## WHAT IS REQUIRED
One number is the whole answer: how many lines of the records include "MissingName".

ENTRIES PROVIDED below:

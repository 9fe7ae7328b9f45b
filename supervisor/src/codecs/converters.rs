//! Value converters (spec.md §4.1): pure, per-device transforms between a
//! raw engineering-unit float (already decoded off the wire by the register
//! codec, see [`crate::codecs::modbus_register`]) and the human-facing
//! engineering value stored in the `ValueMap`.
//!
//! The converter family is closed (`ConverterTag`), so dispatch is a match
//! over an enum rather than a trait object, per spec.md §9's design note.

use std::collections::HashMap;
use std::path::Path;
use std::sync::Arc;

use cryo_protocol::ConverterTag;

/// Devices whose inverted reading sense requires special-casing (spec.md §4.1).
const VALVE_INVERTED: &str = "V13";
/// Slightly-out-of-band acceptance window valves are clamped within.
const VALVE_ACCEPT_LOW: f64 = -2.0;
const VALVE_ACCEPT_HIGH: f64 = 102.0;

/// Per-sensor silicon-thermometry calibration coefficients `K0..K6`.
pub type SiTempCoefficients = [f64; 7];

#[derive(Debug, thiserror::Error)]
pub enum SiTempLoadError {
    #[error("could not read coefficient file {path}: {source}")]
    Io {
        path: String,
        #[source]
        source: std::io::Error,
    },
    #[error("coefficient file {path} has no sensor name on its first line")]
    MissingName { path: String },
    #[error("coefficient file {path}: line '{line}' has no '= float' value")]
    MissingValue { path: String, line: String },
    #[error("coefficient file {path}: expected 7 coefficient lines, found {found}")]
    WrongCount { path: String, found: usize },
}

/// Loaded silicon-thermometry coefficient table, one entry per calibrated
/// sensor (spec.md §6). Devices absent from this table use the fallback
/// generic platinum curve.
#[derive(Debug, Default)]
pub struct SiTempTable {
    coefficients: HashMap<String, SiTempCoefficients>,
}

impl SiTempTable {
    pub fn empty() -> Self {
        Self {
            coefficients: HashMap::new(),
        }
    }

    /// Loads every file directly under `dir` as one sensor's coefficient
    /// file. Returns an empty table if the directory does not exist (no
    /// silicon-thermometry sensors configured is a valid deployment).
    pub fn load_dir(dir: &Path) -> Result<Self, SiTempLoadError> {
        let mut coefficients = HashMap::new();
        let entries = match std::fs::read_dir(dir) {
            Ok(entries) => entries,
            Err(source) if source.kind() == std::io::ErrorKind::NotFound => {
                return Ok(Self { coefficients })
            }
            Err(source) => {
                return Err(SiTempLoadError::Io {
                    path: dir.display().to_string(),
                    source,
                })
            }
        };

        for entry in entries {
            let entry = entry.map_err(|source| SiTempLoadError::Io {
                path: dir.display().to_string(),
                source,
            })?;
            let path = entry.path();
            if !path.is_file() {
                continue;
            }
            let contents = std::fs::read_to_string(&path).map_err(|source| SiTempLoadError::Io {
                path: path.display().to_string(),
                source,
            })?;
            let (name, coefs) = parse_coefficient_file(&contents, &path.display().to_string())?;
            coefficients.insert(name, coefs);
        }
        Ok(Self { coefficients })
    }

    pub fn get(&self, device: &str) -> Option<&SiTempCoefficients> {
        self.coefficients.get(device)
    }
}

/// Parses one coefficient file's contents. First whitespace token on the
/// first line is the sensor name; the following lines are `label = float`,
/// six of which populate `K1..K6` (spec.md §6 format: `a..g`, seven lines
/// total including the header's implicit `K0` — see `a = K0` convention
/// below) in declaration order.
fn parse_coefficient_file(
    contents: &str,
    path: &str,
) -> Result<(String, SiTempCoefficients), SiTempLoadError> {
    let mut lines = contents.lines();
    let header = lines.next().unwrap_or("");
    let name = header
        .split_whitespace()
        .next()
        .ok_or_else(|| SiTempLoadError::MissingName {
            path: path.to_string(),
        })?
        .to_string();

    let mut values = Vec::with_capacity(7);
    for line in lines {
        let line = line.trim();
        if line.is_empty() {
            continue;
        }
        let raw = line
            .rsplit('=')
            .next()
            .ok_or_else(|| SiTempLoadError::MissingValue {
                path: path.to_string(),
                line: line.to_string(),
            })?
            .trim();
        let value: f64 = raw.parse().map_err(|_| SiTempLoadError::MissingValue {
            path: path.to_string(),
            line: line.to_string(),
        })?;
        values.push(value);
    }

    if values.len() != 7 {
        return Err(SiTempLoadError::WrongCount {
            path: path.to_string(),
            found: values.len(),
        });
    }

    let mut coefs = [0.0_f64; 7];
    coefs.copy_from_slice(&values);
    Ok((name, coefs))
}

/// Dispatches reads/writes to the pure per-converter transforms. Shared
/// (via `Arc`) across every worker that touches Modbus register devices,
/// since the silicon-thermometry table is loaded once at bootstrap (see
/// DESIGN.md for why this differs from the original's one-table-per-worker
/// duplication).
#[derive(Clone)]
pub struct Converters {
    si_temp: Arc<SiTempTable>,
}

impl Converters {
    pub fn new(si_temp: Arc<SiTempTable>) -> Self {
        Self { si_temp }
    }

    pub fn read(&self, tag: ConverterTag, device: &str, raw: f64) -> f64 {
        match tag {
            ConverterTag::Default => raw,
            ConverterTag::Valve => valve_read(device, raw),
            ConverterTag::Pressure => pressure_read(device, raw),
            ConverterTag::SiTemp => si_temp_read(&self.si_temp, device, raw),
        }
    }

    pub fn write(&self, tag: ConverterTag, device: &str, value: f64) -> f64 {
        match tag {
            ConverterTag::Valve => valve_write(device, value),
            ConverterTag::Default | ConverterTag::Pressure | ConverterTag::SiTemp => value,
        }
    }
}

fn valve_clamp(value: f64) -> f64 {
    if value < 0.0 && value > VALVE_ACCEPT_LOW {
        0.0
    } else if value > 100.0 && value < VALVE_ACCEPT_HIGH {
        100.0
    } else {
        value
    }
}

fn valve_read(device: &str, raw: f64) -> f64 {
    let value = if device == VALVE_INVERTED {
        100.0 - raw
    } else {
        raw
    };
    valve_clamp(value)
}

fn valve_write(device: &str, value: f64) -> f64 {
    if device == VALVE_INVERTED {
        100.0 - value
    } else {
        value
    }
}

fn pressure_read(device: &str, raw: f64) -> f64 {
    match device {
        "Pvac1" | "Pvac2" => raw * 1000.0,
        "P2" => raw + 12.0,
        _ => round_to(raw - 1.0, 2),
    }
}

fn si_temp_read(table: &SiTempTable, device: &str, raw: f64) -> f64 {
    if let Some(coefs) = table.get(device) {
        let inv = 1000.0 / raw;
        let mut t = 0.0;
        let mut term = 1.0;
        for k in coefs {
            t += k * term;
            term *= inv;
        }
        t
    } else {
        let inner = -((17.59246_f64 - 0.00232 * raw).sqrt() - 3.908) / 0.00116;
        round_to(inner, 3) + 273.15
    }
}

fn round_to(value: f64, decimals: i32) -> f64 {
    let factor = 10f64.powi(decimals);
    (value * factor).round() / factor
}

#[cfg(test)]
mod tests {
    use super::*;

    #[test]
    fn valve_v13_inverts_then_clamps() {
        assert_eq!(valve_read("V13", 73.0), 27.0);
        assert_eq!(valve_read("V11", 73.0), 73.0);
    }

    #[test]
    fn valve_clamps_slightly_out_of_band() {
        assert_eq!(valve_read("V11", -1.2), 0.0);
        assert_eq!(valve_read("V11", -5.0), -5.0);
        assert_eq!(valve_read("V11", 101.5), 100.0);
        assert_eq!(valve_read("V11", 105.0), 105.0);
    }

    #[test]
    fn valve_v13_write_inverts() {
        assert_eq!(valve_write("V13", 40.0), 60.0);
        assert_eq!(valve_write("V11", 40.0), 40.0);
    }

    #[test]
    fn valve_v13_read_write_involution() {
        for raw in [0, 10, 27, 50, 73, 100] {
            let v = raw as f64;
            assert_eq!(valve_read("V13", valve_write("V13", v)), v);
            assert_eq!(valve_read("V11", valve_write("V11", v)), v);
        }
    }

    #[test]
    fn pressure_special_cases() {
        assert_eq!(pressure_read("Pvac1", 0.017), 17.0);
        assert!((pressure_read("P2", 988.5) - 1000.5).abs() < 1e-9);
    }

    #[test]
    fn pressure_generic_subtracts_one_and_rounds() {
        // raw already decoded off the wire as a float (see modbus_register)
        assert_eq!(pressure_read("Pgen", 1.0), 0.0);
    }

    #[test]
    fn si_temp_uses_fallback_curve_when_uncalibrated() {
        let table = SiTempTable::empty();
        let t = si_temp_read(&table, "Unknown", 1000.0);
        assert!(t > 0.0 && t < 400.0);
    }

    #[test]
    fn si_temp_uses_loaded_coefficients() {
        let mut table = SiTempTable::empty();
        table
            .coefficients
            .insert("TSens1".to_string(), [1.0, 0.0, 0.0, 0.0, 0.0, 0.0, 0.0]);
        let t = si_temp_read(&table, "TSens1", 1000.0);
        assert_eq!(t, 1.0);
    }

    #[test]
    fn parses_coefficient_file_format() {
        let content = "TSens1 silicon diode\na = 1.0\nb = 2.5\nc = -3.0\nd = 0.1\ne = 0.2\nf = 0.3\ng = 0.4\n";
        let (name, coefs) = parse_coefficient_file(content, "test").unwrap();
        assert_eq!(name, "TSens1");
        assert_eq!(coefs, [1.0, 2.5, -3.0, 0.1, 0.2, 0.3, 0.4]);
    }
}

End of ENTRIES PROVIDED.

## TASK RESPONSE
2